I mean I exchange ideas with people like you from all over the globe, and never once leave this friggin cornfield in which I sit. We need to be careful of that Howard Hughes phenomenon.
You R are FUNNY man…..
I imagine it will be quite the processional!
You might want to book your flight and reserve a hotel room now. I'm sure everything will be filled for Semana Geraldo.
Not a problem. The cities all have their own virgins and their own saints. They usually don't travel.
Very timely and you (and Walter Kim) are so right.
I have got to start planning. San Geraldo doesn't like anything done on a small scale.
HAHAHA…honestly I can picture the procession now. Thanks for making me laugh this morning.
My pleasure, Caitlin. And I'll pass the thanks on to my muse, San Geraldo!
Oh this is brilliant. Can I come over and help to pick out the buff young men who will be carrying our revered San Geraldo? Will there be covered ducks in the procession?
haha! This made me laugh out loud! I love the image of San Geraldo being rolled outside and carried through the streets. And the little moment in the pharmacy when the kind pharmacist was worried about him. It sounds like living with Jerry is never boring.

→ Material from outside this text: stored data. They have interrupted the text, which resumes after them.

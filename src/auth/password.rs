//! bcrypt password hashes and session tokens.

use super::AuthError;
use rand::RngCore;
use sha2::{Digest, Sha256};

/// Work factor for new hashes. Stored hashes carry their own cost.
pub const DEFAULT_COST: u32 = bcrypt::DEFAULT_COST;
/// Cheapest cost bcrypt accepts; for tests.
pub const MIN_COST: u32 = bcrypt::MIN_COST;

const TOKEN_SEED_BYTES: usize = 32;

/// # Errors
///
/// Returns `AuthError::Other` if `cost` is outside bcrypt's range.
pub fn hash_password(password: &str, cost: u32) -> Result<String, AuthError> {
    bcrypt::hash(password, cost).map_err(|e| AuthError::Other(format!("could not hash password: {e}")))
}

/// False for a wrong password and for a stored hash bcrypt cannot parse.
pub fn verify_password(password: &str, stored_hash: &str) -> bool {
    match bcrypt::verify(password, stored_hash) {
        Ok(matches) => matches,
        Err(e) => {
            log::warn!("unreadable password hash: {e}");
            false
        }
    }
}

/// 64 lowercase hex characters.
pub fn generate_token() -> String {
    let mut seed = [0u8; TOKEN_SEED_BYTES];
    rand::thread_rng().fill_bytes(&mut seed);
    format!("{:x}", Sha256::digest(seed))
}

#[cfg(test)]
mod tests {
    use super::*;

    #[test]
    fn hashes_are_salted_bcrypt_strings() {
        let a = hash_password("secret", MIN_COST).unwrap();
        let b = hash_password("secret", MIN_COST).unwrap();
        assert_ne!(a, b);
        assert!(a.starts_with("$2"));
        assert!(!a.contains("secret"));
    }

    #[test]
    fn verify_accepts_only_the_same_password() {
        let hash = hash_password("hunter22", MIN_COST).unwrap();
        assert!(verify_password("hunter22", &hash));
        assert!(!verify_password("hunter23", &hash));
        assert!(!verify_password(" hunter22", &hash));
        assert!(!verify_password("hunter22", "not-a-bcrypt-hash"));
    }

    #[test]
    fn cost_below_minimum_is_an_error() {
        assert!(matches!(hash_password("secret", 1), Err(AuthError::Other(_))));
    }

    #[test]
    fn tokens_are_random_hex() {
        let token = generate_token();
        assert_eq!(token.len(), 64);
        assert!(token.chars().all(|c| c.is_ascii_hexdigit()));
        assert_ne!(token, generate_token());
    }
}
impl<'a> Registrations<'a> {
    pub fn new(
        store: &'a dyn EntityStore,
        credentials: &'a dyn CredentialProvider,
        config: &RegistrationConfig,
    ) -> Self {
        Self {
            store,
            credentials,
            min_password_length: config.min_password_length,
        }
    }

    /// Create a credential and queue the registration for review.
    ///
    /// # Errors
    ///
    /// * `Validation` naming the first missing or malformed field.
    /// * `DuplicateEmail` if the email already has a credential.
    /// * `Persistence` if the pending row could not be written; the new
    ///   credential is revoked first.
    pub fn submit(&self, form: &RegistrationForm) -> Result<PendingRegistration, CensusError> {
        #[cfg(feature = "tracing")]
        let _span = tracing_helpers::workflow_span("registration.submit").entered();

        let first_name = required("first_name", &form.first_name)?;
        let last_name = required("last_name", &form.last_name)?;
        let email = normalize_email(required("email", &form.email)?);
        if !email.contains('@') {
            return Err(CensusError::validation("email", "must contain '@'"));
        }
        // Whitespace is part of the password; only an all-blank one is refused.
        let password = form.password.as_str();
        required("password", password)?;
        if password.chars().count() < self.min_password_length {
            return Err(CensusError::validation(
                "password",
                format!("must be at least {} characters", self.min_password_length),
            ));
        }
        let phone_number = required("phone_number", &form.phone_number)?;

        let id = self.credentials.sign_up(&email, password)?;
        let pending = PendingRegistration {
            id,
            first_name: first_name.to_string(),
            last_name: last_name.to_string(),
            email,
            phone_number: phone_number.to_string(),
            registered_at: Utc::now(),
        };

        if let Err(e) = self.store.insert_pending(&pending) {
            log::warn!("pending registration for {id} not saved, revoking credential: {e}");
            if let Err(revoke) = self.credentials.revoke(id) {
                log::warn!("could not revoke credential {id}: {revoke}");
            }
            return Err(CensusError::Persistence(e));
        }

        metrics::record_event("registrations_submitted");
        log::info!("registration {id} submitted for {}", pending.email);
        Ok(pending)
    }

    /// Every pending registration, most recent first.
    ///
    /// # Errors
    ///
    /// `Persistence` on store failure.
    pub fn list_pending(&self) -> Result<Vec<PendingRegistration>, CensusError> {
        Ok(self.store.list_pending()?)
    }

    /// Promote a pending registration.
    ///
    /// The resident (with its household when the relation is `Self`), the
    /// account (role `user`, keyed by the pending id) and the pending row's
    /// deletion commit together; on any failure the pending row stays.
    ///
    /// # Errors
    ///
    /// * `NotFound` for an unknown pending id.
    /// * `IncompleteApproval` when gender or date of birth is missing, or a
    ///   non-head relation comes without a household.
    /// * `MissingHousehold` if that household does not exist.
    /// * `Persistence` on store failure.
    pub fn approve(
        &self,
        pending_id: CredentialId,
        details: &ApprovalDetails,
    ) -> Result<Approval, CensusError> {
        #[cfg(feature = "tracing")]
        let _span = tracing_helpers::workflow_span("registration.approve").entered();

        let pending = self
            .store
            .find_pending(pending_id)?
            .ok_or_else(|| CensusError::not_found("pending registration", pending_id))?;

        let gender = details
            .gender
            .ok_or_else(|| CensusError::IncompleteApproval("gender is required".into()))?;
        let date_of_birth = details
            .date_of_birth
            .ok_or_else(|| CensusError::IncompleteApproval("date of birth is required".into()))?;
        let relation = details.relation.unwrap_or(Relation::Head);
        if !relation.is_head() && details.household_id.is_none() {
            return Err(CensusError::IncompleteApproval(format!(
                "relation {relation} needs an existing household"
            )));
        }

        let now = Utc::now();
        let resident = Resident {
            resident_id: Uuid::new_v4(),
            first_name: pending.first_name.clone(),
            middle_name: details
                .middle_name
                .as_deref()
                .map(str::trim)
                .filter(|m| !m.is_empty())
                .map(str::to_string),
            last_name: pending.last_name.clone(),
            gender,
            relation,
            marital_status: details.marital_status.unwrap_or(MaritalStatus::Single),
            date_of_birth,
            phone_number: Some(pending.phone_number.clone()),
            email: Some(pending.email.clone()),
            lifemember: false,
            household_id: None,
            created_at: now,
        };
        let household_id = details.household_id;

        let approval = in_transaction(self.store, |tx| {
            let resident = insert_member(tx, resident, household_id)?;
            let account = UserAccount {
                user_id: pending.id,
                resident_id: Some(resident.resident_id),
                role: Role::User,
                created_at: now,
            };
            tx.insert_account(&account)?;
            tx.delete_pending(pending.id)?;
            Ok(Approval { resident, account })
        })
        .map_err(|e| {
            log::warn!("approval of {pending_id} rolled back: {e}");
            e
        })?;

        metrics::record_event("registrations_approved");
        log::info!(
            "registration {pending_id} approved as resident {}",
            approval.resident.resident_id
        );
        Ok(approval)
    }

    /// Drop a pending registration. Unknown ids succeed without change.
    /// The credential is left in place.
    ///
    /// # Errors
    ///
    /// `Persistence` on store failure.
    pub fn reject(&self, pending_id: CredentialId) -> Result<(), CensusError> {
        #[cfg(feature = "tracing")]
        let _span = tracing_helpers::workflow_span("registration.reject").entered();

        let removed = self.store.delete_pending(pending_id)?;
        if removed > 0 {
            metrics::record_event("registrations_rejected");
            log::info!("registration {pending_id} rejected");
        } else {
            log::debug!("reject of unknown registration {pending_id} ignored");
        }
        Ok(())
    }
}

I enjoyed the earlier posts you linked to. I used to be a library manager too before I decided I couldn't stand the lifestyle any more and swapped it for life on the farm, and my desk looked a lot like Jerry's.
Who said anything about "buff young men"? Jerry was thinking burly would be more in order. And we both love the idea of covering him in ducks!
Jerry used to fantasize about swapping it all for life on the farm. I don't think I'd last more than a week. But it conjures such wonderful images.
I'll be sure to share photos on February 29th! Thanks, as always, for your visits and comments.
i AM SO DIFFERENT TO CHRIS… i DRIVE HIM MA(as a box of frogs!)
Love the picture. As I grow older, I believe Jerry and I have the same thought process.
Why doesn't Jerry take a Spanish class?
You are not telling us that Jerry is a virgin! Or a saint! Are you? 😉
Funny, given your "roommates," I would have thought you would drive him mad as a wet hen!
Oh, poor you!
He does. But Rome wasn't built in a day (and fluency doesn't come in a month).
Walt the Fourth:
Well… As far as sainthood, Jerry's sister says that's really MY department.
Jerry, how do you feel in that state of grace?, I will show mum and dad the next procesión, they will like it and yes, Jerry, you are a special human being and I love you
So wonderful to see your comment here! Thanks for helping Jerry develop the plan for his procesión!
Are you telling me San Geraldo is a Virgin?!
To avoid confusion (or any possible misrepresentation) perhaps I should stop referencing virgins and just call Jerry a saint.